A watershed for Ashe and society in ’68
“Arthur had an enormous presence about him, in whatever he did.” Steve Flink, sports journalist and historian
Fifty years have passed since Arthur Ashe made history at the U.S. Open tennis tournament, which opens Monday in New York. So much has happened since then, but in terms of historical significance, it’s difficult to surpass Ashe’s accomplishment, as an African American, in 1968.
These were the days of Forest Hills, an upscale suburb in Queens, before the event moved to its expansive current location in Flushing Meadows. And they were times of rampant segregation in America. Ashe was raised in Richmond, Va., where it was common to see “Whites Only, No Colored Allowed,” or “No Negroes” on the signage outside establishments.
He was taught to carry a temperament of dignity and restraint, qualities that served him well as he moved to St.

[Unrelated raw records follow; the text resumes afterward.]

//! Carrying a request token across the user's trip to the authorization page.

use std::collections::HashMap;
use std::sync::{Mutex, MutexGuard, PoisonError};
use std::time::{Duration, Instant};

use tracing::debug;

use crate::token_reader::{read_form, take_field};
use crate::{ProtocolError, ProtocolResult, RequestToken, OAUTH_TOKEN_KEY, OAUTH_VERIFIER_KEY};

/// Query parameters the provider appends when redirecting the user back,
/// e.g. `?oauth_token=a5d5e068b1f04b158df7dbc2fc4f8a2f&oauth_verifier=7009457`.
#[derive(Debug, Clone, PartialEq, Eq)]
pub struct AuthorizationCallback {
    pub oauth_token: String,
    pub oauth_verifier: String,
}

impl AuthorizationCallback {
    pub fn from_query(query: &str) -> ProtocolResult<Self> {
        let mut form = read_form(query)?;
        Ok(AuthorizationCallback {
            oauth_token: take_field(&mut form, OAUTH_TOKEN_KEY)?,
            oauth_verifier: take_field(&mut form, OAUTH_VERIFIER_KEY)?,
        })
    }
}

struct Pending {
    token_secret: String,
    issued: Instant,
}

fn drop_expired(pending: &mut HashMap<String, Pending>, ttl: Duration) -> usize {
    let before = pending.len();
    pending.retain(|_, p| p.issued.elapsed() <= ttl);
    before - pending.len()
}

/// Request tokens awaiting the user's return, keyed by token.
///
/// Entries are handed out at most once and expire after `ttl`.
pub struct PendingAuthorizations {
    ttl: Duration,
    pending: Mutex<HashMap<String, Pending>>,
}

impl PendingAuthorizations {
    pub fn new(ttl: Duration) -> Self {
        PendingAuthorizations {
            ttl,
            pending: Mutex::new(HashMap::new()),
        }
    }

    fn lock(&self) -> MutexGuard<'_, HashMap<String, Pending>> {
        self.pending.lock().unwrap_or_else(PoisonError::into_inner)
    }

    /// Stores `request_token`, dropping any expired entries first so tokens
    /// of users who never come back do not accumulate.
    pub fn insert(&self, request_token: RequestToken) {
        let RequestToken { token, token_secret } = request_token;
        let mut pending = self.lock();
        let expired = drop_expired(&mut pending, self.ttl);
        if expired > 0 {
            debug!(expired, "dropped expired pending authorizations");
        }
        pending.insert(
            token,
            Pending {
                token_secret,
                issued: Instant::now(),
            },
        );
    }

    /// Removes and returns the request token, or `None` if it was never
    /// stored, already taken, or has expired.
    pub fn take(&self, token: &str) -> Option<RequestToken> {
        let pending = self.lock().remove(token)?;
        if pending.issued.elapsed() > self.ttl {
            debug!(request_token = %token, "pending authorization expired");
            return None;
        }
        Some(RequestToken::new(token, pending.token_secret))
    }

    /// Matches a callback to the request token it answers.
    pub fn complete(&self, callback: &AuthorizationCallback) -> ProtocolResult<RequestToken> {
        self.take(&callback.oauth_token)
            .ok_or(ProtocolError::UnknownRequestToken)
    }

    /// Drops expired entries and returns how many were removed.
    pub fn purge_expired(&self) -> usize {
        drop_expired(&mut self.lock(), self.ttl)
    }

    pub fn len(&self) -> usize {
        self.lock().len()
    }

    pub fn is_empty(&self) -> bool {
        self.lock().is_empty()
    }
}

impl Default for PendingAuthorizations {
    /// Ten minutes, comfortably longer than providers keep request tokens.
    fn default() -> Self {
        PendingAuthorizations::new(Duration::from_secs(600))
    }
}

#[cfg(test)]
mod tests {
    use super::*;

    #[test]
    fn callback_query_is_parsed() {
        let callback = AuthorizationCallback::from_query(
            "oauth_token=a5d5e068b1f04b158df7dbc2fc4f8a2f&oauth_verifier=7009457",
        )
        .unwrap();
        assert_eq!(callback.oauth_token, "a5d5e068b1f04b158df7dbc2fc4f8a2f");
        assert_eq!(callback.oauth_verifier, "7009457");

        assert_eq!(
            AuthorizationCallback::from_query("oauth_token=abc"),
            Err(ProtocolError::TokenKeyNotFound(OAUTH_VERIFIER_KEY))
        );
    }

    #[test]
    fn pending_token_is_taken_once() {
        let pending = PendingAuthorizations::default();
        pending.insert(RequestToken::new("rt", "rt-secret"));
        assert_eq!(pending.len(), 1);

        let callback = AuthorizationCallback {
            oauth_token: "rt".to_string(),
            oauth_verifier: "1".to_string(),
        };
        assert_eq!(pending.complete(&callback), Ok(RequestToken::new("rt", "rt-secret")));
        assert_eq!(pending.complete(&callback), Err(ProtocolError::UnknownRequestToken));
        assert!(pending.is_empty());
    }

    #[test]
    fn mismatched_callback_token_is_unknown() {
        let pending = PendingAuthorizations::default();
        pending.insert(RequestToken::new("rt", "rt-secret"));
        assert_eq!(pending.take("other"), None);
        assert_eq!(pending.len(), 1);
    }

    #[test]
    fn expired_tokens_are_not_returned() {
        let pending = PendingAuthorizations::new(Duration::ZERO);
        pending.insert(RequestToken::new("rt", "rt-secret"));
        std::thread::sleep(Duration::from_millis(5));
        assert_eq!(pending.take("rt"), None);

        pending.insert(RequestToken::new("rt2", "s"));
        std::thread::sleep(Duration::from_millis(5));
        assert_eq!(pending.purge_expired(), 1);
        assert!(pending.is_empty());
    }

    #[test]
    fn abandoned_tokens_do_not_accumulate() {
        let pending = PendingAuthorizations::new(Duration::ZERO);
        for i in 0..1000 {
            pending.insert(RequestToken::new(format!("rt{}", i), "s"));
            std::thread::sleep(Duration::from_micros(10));
        }
        assert!(pending.len() <= 1);

        let pending = PendingAuthorizations::default();
        for i in 0..10 {
            pending.insert(RequestToken::new(format!("rt{}", i), "s"));
        }
        assert_eq!(pending.len(), 10);
    }
}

Louis for his final year of high school and then to UCLA, where he led the Bruins to the 1965 NCAA title. His rise through the amateur ranks led him into the major tournaments, in which he carved out a distinguished reputation in a very white world.
And when he strolled through the grounds of Forest Hills, he was venturing into a private tennis club that would not have him as a member.
America’s most prestigious tournament was known as the U.S. National Championships until 1968, when professionals were allowed into the major events for the first time. This was a longoverdue development, bringing the likes of Rod Laver, Ken Rosewall, Lew Hoad and Pancho Gonzales into the mix. Ashe was among those strongly in favor of the change, although his personal status was unchanged: Arthur Ashe, party of one.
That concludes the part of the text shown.